La connaissance de la société du XVIIIe siècle que m’ont offerte mes recherches en histoire a été un fabuleux atout pour écrire ce roman. Je connaissais les mœurs, la société, la manière de penser de différentes couches de population… C’était passionnant de pouvoir utiliser ce bagage pour proposer une histoire objective de l’époque, tout en m’amusant avec les personnages. Le notaire m’a alors semblé être un incontournable : déjà à travers le vol de l’acte notarié qui bouleverse toute l’intrigue, mais aussi grâce à la connaissance que ce spécialiste du droit apporte à l’historien. Plus que la fonction du notaire, je m’intéressais dans mes recherches à la manière dont les populations réglaient leurs conflits. N’importe qui, que ce soit un bourgeois, la vendeuse de légumes ou un cordonnier, pouvait se présenter auprès d’un notaire et lui raconter des événements vécus. Le praticien devait alors retranscrire fidèlement les propos et délivrer un acte, que les comparants utilisaient ensuite ou non. Par conséquent, j’étais au cœur des violences et des disputes. Hélas, en tant qu’historienne, je devais brider mon écriture, ce qui a provoqué une intense frustration. Au contraire, écrire en tant qu’écrivain… a été une libération ! J’ai pu laisser s’exprimer pleinement les témoignages qui ont nourri mon imaginaire des années durant. Néanmoins, on ne se libère jamais tout à fait du carcan scientifique. Ainsi, j’ai passé beaucoup de temps à vérifier de minuscules détails dans le roman pour qu’ils soient historiquement corrects. Personne ne s’en rendra sans doute compte, mais rien que songer à la possibilité de laisser des inexactitudes historiques… J’en ai des frissons !

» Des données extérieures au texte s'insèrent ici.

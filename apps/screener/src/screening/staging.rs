//! Staging folder for uploaded resumes.
//!
//! Each upload is written to its own uniquely named temp file inside the
//! folder and lives for one request. Stale files left by a crash are purged at
//! startup.

use std::io::Write;
use std::path::{Path, PathBuf};

use anyhow::{Context, Result};
use tempfile::NamedTempFile;
use tracing::{info, warn};

#[derive(Debug, Clone)]
pub struct StagingArea {
    dir: PathBuf,
}

impl StagingArea {
    /// Creates the folder if needed.
    pub fn new(dir: impl Into<PathBuf>) -> Result<Self> {
        let dir = dir.into();
        std::fs::create_dir_all(&dir)
            .with_context(|| format!("Failed to create staging folder {}", dir.display()))?;
        Ok(Self { dir })
    }

    pub fn dir(&self) -> &Path {
        &self.dir
    }

    /// Removes every regular file in the folder. Returns how many were removed.
    pub fn purge(&self) -> Result<usize> {
        let mut removed = 0;
        for entry in std::fs::read_dir(&self.dir)
            .with_context(|| format!("Failed to read staging folder {}", self.dir.display()))?
        {
            let path = entry?.path();
            if !path.is_file() {
                continue;
            }
            match std::fs::remove_file(&path) {
                Ok(()) => removed += 1,
                Err(e) => warn!("Could not remove stale upload {}: {e}", path.display()),
            }
        }
        if removed > 0 {
            info!(removed, dir = %self.dir.display(), "Purged stale uploads");
        }
        Ok(removed)
    }

    /// Writes `bytes` to a new file in the folder. The file is deleted when the
    /// handle is closed or dropped.
    pub fn stage(&self, bytes: &[u8]) -> Result<NamedTempFile> {
        let mut file = tempfile::Builder::new()
            .prefix("resume-")
            .suffix(".pdf")
            .tempfile_in(&self.dir)
            .context("Failed to create staged upload")?;
        file.write_all(bytes).context("Failed to write staged upload")?;
        file.flush().context("Failed to flush staged upload")?;
        Ok(file)
    }
}

#[cfg(test)]
mod tests {
    use super::*;

    fn file_count(dir: &Path) -> usize {
        std::fs::read_dir(dir).unwrap().count()
    }

    #[test]
    fn test_new_creates_missing_folder() {
        let root = tempfile::tempdir().unwrap();
        let staging = StagingArea::new(root.path().join("docs")).unwrap();
        assert!(staging.dir().is_dir());
    }

    #[test]
    fn test_stage_writes_and_close_removes() {
        let root = tempfile::tempdir().unwrap();
        let staging = StagingArea::new(root.path()).unwrap();

        let staged = staging.stage(b"%PDF-1.7 body").unwrap();
        assert_eq!(std::fs::read(staged.path()).unwrap(), b"%PDF-1.7 body");
        assert!(staged.path().starts_with(root.path()));
        assert_eq!(file_count(root.path()), 1);

        staged.close().unwrap();
        assert_eq!(file_count(root.path()), 0);
    }

    #[test]
    fn test_concurrent_uploads_get_distinct_files() {
        let root = tempfile::tempdir().unwrap();
        let staging = StagingArea::new(root.path()).unwrap();
        let a = staging.stage(b"a").unwrap();
        let b = staging.stage(b"b").unwrap();
        assert_ne!(a.path(), b.path());
    }

    #[test]
    fn test_purge_removes_files_only() {
        let root = tempfile::tempdir().unwrap();
        std::fs::write(root.path().join("old.pdf"), b"x").unwrap();
        std::fs::write(root.path().join("older.pdf"), b"y").unwrap();
        std::fs::create_dir(root.path().join("keep")).unwrap();

        let staging = StagingArea::new(root.path()).unwrap();
        assert_eq!(staging.purge().unwrap(), 2);
        assert_eq!(file_count(root.path()), 1);
        assert!(root.path().join("keep").is_dir());
    }
}
//! LLM Client: the single point of entry for all model calls in the screener.
//!
//! ARCHITECTURAL RULE: No other module may call the Anthropic API directly.
//! Agents talk to the model through the `LanguageModel` trait; `LlmClient` is the
//! production implementation and tests swap in a scripted one.

use async_trait::async_trait;
use reqwest::Client;
use serde::{Deserialize, Serialize};
use serde_json::Value;
use thiserror::Error;
use tracing::{debug, warn};

use crate::config::Config;

const ANTHROPIC_API_URL: &str = "https://api.anthropic.com/v1/messages";
const ANTHROPIC_VERSION: &str = "2023-06-01";
const MAX_TOKENS: u32 = 4096;
const MAX_RETRIES: u32 = 3;
const REQUEST_TIMEOUT_SECS: u64 = 120;

#[derive(Debug, Error)]
pub enum LlmError {
    #[error("HTTP error: {0}")]
    Http(#[from] reqwest::Error),

    #[error("API error (status {status}): {message}")]
    Api { status: u16, message: String },

    #[error("Rate limited after {retries} retries")]
    RateLimited { retries: u32 },

    #[error("LLM returned empty content")]
    EmptyContent,

    #[error("LLM backend misconfigured: {0}")]
    Configuration(String),
}

// ────────────────────────────────────────────────────────────────────────────
// Wire types (Anthropic Messages API with tool use)
// ────────────────────────────────────────────────────────────────────────────

#[derive(Debug, Clone, Copy, PartialEq, Eq, Serialize, Deserialize)]
#[serde(rename_all = "lowercase")]
pub enum MessageRole {
    User,
    Assistant,
}

/// One block of message content. Unknown block types sent by the API
/// (e.g. thinking blocks) deserialize as `Other` and are never sent back.
#[derive(Debug, Clone, PartialEq, Serialize, Deserialize)]
#[serde(tag = "type", rename_all = "snake_case")]
pub enum ContentBlock {
    Text {
        text: String,
    },
    ToolUse {
        id: String,
        name: String,
        input: Value,
    },
    ToolResult {
        tool_use_id: String,
        content: String,
        #[serde(default, skip_serializing_if = "std::ops::Not::not")]
        is_error: bool,
    },
    #[serde(other)]
    Other,
}

impl ContentBlock {
    pub fn text(text: impl Into<String>) -> Self {
        ContentBlock::Text { text: text.into() }
    }

    pub fn tool_result(tool_use_id: impl Into<String>, content: impl Into<String>, is_error: bool) -> Self {
        ContentBlock::ToolResult {
            tool_use_id: tool_use_id.into(),
            content: content.into(),
            is_error,
        }
    }
}

#[derive(Debug, Clone, PartialEq, Serialize, Deserialize)]
pub struct Message {
    pub role: MessageRole,
    pub content: Vec<ContentBlock>,
}

impl Message {
    pub fn user_text(text: impl Into<String>) -> Self {
        Self {
            role: MessageRole::User,
            content: vec![ContentBlock::text(text)],
        }
    }

    /// Concatenated text blocks of this message.
    #[cfg(test)]
    pub fn text(&self) -> String {
        join_text(&self.content)
    }
}

/// Tool definition advertised to the model.
#[derive(Debug, Clone, PartialEq, Serialize)]
pub struct ToolSpec {
    pub name: String,
    pub description: String,
    pub input_schema: Value,
}

#[derive(Debug, Clone, Copy, PartialEq, Eq, Serialize)]
#[serde(tag = "type", rename_all = "lowercase")]
pub enum ToolChoice {
    /// Tools stay declared (required while the history holds tool blocks) but
    /// the model must answer in text.
    None,
}

/// Everything a single completion needs. Model name, temperature and token
/// limits belong to the backend, not the request.
#[derive(Debug, Clone)]
pub struct CompletionRequest {
    pub system: String,
    pub messages: Vec<Message>,
    pub tools: Vec<ToolSpec>,
    pub tool_choice: Option<ToolChoice>,
}

#[derive(Debug, Serialize)]
struct AnthropicRequest<'a> {
    model: &'a str,
    max_tokens: u32,
    temperature: f32,
    system: &'a str,
    messages: &'a [Message],
    #[serde(skip_serializing_if = "no_tools")]
    tools: &'a [ToolSpec],
    #[serde(skip_serializing_if = "Option::is_none")]
    tool_choice: Option<ToolChoice>,
}

fn no_tools(tools: &&[ToolSpec]) -> bool {
    tools.is_empty()
}

#[derive(Debug, Clone, Deserialize)]
pub struct LlmResponse {
    pub content: Vec<ContentBlock>,
    #[serde(default)]
    pub stop_reason: Option<String>,
    #[serde(default)]
    pub usage: Usage,
}

#[derive(Debug, Clone, Default, Deserialize)]
pub struct Usage {
    pub input_tokens: u32,
    pub output_tokens: u32,
}

/// A tool invocation requested by the model.
#[derive(Debug, Clone, PartialEq)]
pub struct ToolCall {
    pub id: String,
    pub name: String,
    pub input: Value,
}

impl LlmResponse {
    /// Concatenated text of all text blocks, trimmed.
    pub fn text(&self) -> String {
        join_text(&self.content)
    }

    pub fn tool_calls(&self) -> Vec<ToolCall> {
        self.content
            .iter()
            .filter_map(|block| match block {
                ContentBlock::ToolUse { id, name, input } => Some(ToolCall {
                    id: id.clone(),
                    name: name.clone(),
                    input: input.clone(),
                }),
                _ => None,
            })
            .collect()
    }

    /// The response as an assistant turn that can be replayed to the API.
    pub fn into_assistant_message(self) -> Message {
        Message {
            role: MessageRole::Assistant,
            content: self
                .content
                .into_iter()
                .filter(|b| !matches!(b, ContentBlock::Other))
                .collect(),
        }
    }
}

fn join_text(blocks: &[ContentBlock]) -> String {
    blocks
        .iter()
        .filter_map(|b| match b {
            ContentBlock::Text { text } => Some(text.as_str()),
            _ => None,
        })
        .collect::<Vec<_>>()
        .join("\n")
        .trim()
        .to_string()
}

#[derive(Debug, Deserialize)]
struct AnthropicError {
    error: AnthropicErrorBody,
}

#[derive(Debug, Deserialize)]
struct AnthropicErrorBody {
    message: String,
}

// ────────────────────────────────────────────────────────────────────────────
// Capability trait
// ────────────────────────────────────────────────────────────────────────────

/// The language model capability: given a system prompt, a conversation and the
/// tools on offer, return the model's next turn.
///
/// Held as `Arc<dyn LanguageModel>` by every agent.
#[async_trait]
pub trait LanguageModel: Send + Sync {
    async fn complete(&self, request: &CompletionRequest) -> Result<LlmResponse, LlmError>;
}

/// Anthropic Messages API backend with retry on rate limits and server errors.
#[derive(Clone)]
pub struct LlmClient {
    client: Client,
    api_key: String,
    model: String,
    temperature: f32,
}

impl LlmClient {
    pub fn new(config: &Config) -> Result<Self, LlmError> {
        if config.anthropic_api_key.trim().is_empty() {
            return Err(LlmError::Configuration(
                "ANTHROPIC_API_KEY is empty".to_string(),
            ));
        }

        let client = Client::builder()
            .timeout(std::time::Duration::from_secs(REQUEST_TIMEOUT_SECS))
            .build()?;

        Ok(Self {
            client,
            api_key: config.anthropic_api_key.clone(),
            model: config.llm_model.clone(),
            temperature: config.llm_temperature,
        })
    }

    pub fn model(&self) -> &str {
        &self.model
    }
}

#[async_trait]
impl LanguageModel for LlmClient {
    /// Retries on 429 (rate limit) and 5xx errors with exponential backoff.
    async fn complete(&self, request: &CompletionRequest) -> Result<LlmResponse, LlmError> {
        let request_body = AnthropicRequest {
            model: &self.model,
            max_tokens: MAX_TOKENS,
            temperature: self.temperature,
            system: &request.system,
            messages: &request.messages,
            tools: &request.tools,
            tool_choice: request.tool_choice,
        };

        let mut last_error: Option<LlmError> = None;

        for attempt in 0..MAX_RETRIES {
            if attempt > 0 {
                // Exponential backoff: 1s, 2s
                let delay = std::time::Duration::from_millis(1000 * (1 << (attempt - 1)));
                warn!(
                    "LLM call attempt {} failed, retrying after {}ms...",
                    attempt,
                    delay.as_millis()
                );
                tokio::time::sleep(delay).await;
            }

            let response = self
                .client
                .post(ANTHROPIC_API_URL)
                .header("x-api-key", &self.api_key)
                .header("anthropic-version", ANTHROPIC_VERSION)
                .header("content-type", "application/json")
                .json(&request_body)
                .send()
                .await;

            let response = match response {
                Ok(r) => r,
                Err(e) => {
                    last_error = Some(LlmError::Http(e));
                    continue;
                }
            };

            let status = response.status();

            if status.as_u16() == 429 || status.is_server_error() {
                let body = response.text().await.unwrap_or_default();
                warn!("LLM API returned {}: {}", status, body);
                last_error = Some(LlmError::Api {
                    status: status.as_u16(),
                    message: body,
                });
                continue;
            }

            if !status.is_success() {
                let body = response.text().await.unwrap_or_default();
                let message = serde_json::from_str::<AnthropicError>(&body)
                    .map(|e| e.error.message)
                    .unwrap_or(body);
                return Err(LlmError::Api {
                    status: status.as_u16(),
                    message,
                });
            }

            let llm_response: LlmResponse = response.json().await?;

            debug!(
                "LLM call succeeded: stop_reason={:?}, input_tokens={}, output_tokens={}",
                llm_response.stop_reason,
                llm_response.usage.input_tokens,
                llm_response.usage.output_tokens
            );

            return Ok(llm_response);
        }

        Err(last_error.unwrap_or(LlmError::RateLimited {
            retries: MAX_RETRIES,
        }))
    }
}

Pour conclure, peux-tu nous parler de tes projets futurs ?
Ohlala ! J’en ai tellement que c’est difficile à choisir ! Tout d’abord, j’ai une prochaine sortie ce 8 novembre : une romance de Noël intitulée Le Père Noël n’est pas un cadeau… mais moi non plus, écrite avec Marie Faucheux. Pour la première fois, j’ai testé l’aventure du « quatre mains », et c’était vraiment très drôle ! D’ailleurs, cela se ressent dans le récit : il est plein d’humour, tendre, rythmé dans les réparties des personnages… juste parfait pour les fêtes ! Mon gros projet actuel est le second cycle du Secret du Faucon. Un poids immense pèse sur mes épaules vu le succès du premier cycle. Les attentes des lecteurs sont hautes (c’est cette fameuse histoire qu’ils comparent à L’Assassin Royal de Robin Hobb) et les miennes aussi. Trois romans sont prévus (au minimum) et sortiront début 2025. Voilà pour les projets les plus proches. Pour la suite… Eh bien, disons que des maisons d’édition m’ont proposé de nouvelles opportunités. Malheureusement, je vais devoir faire des choix. Quant à mes stratégies personnelles en autoédition, il se pourrait bien que d’anciens titres apparaissent au format poche. J’ai aussi une traduction en anglais en cours. Mais cela est une autre histoire.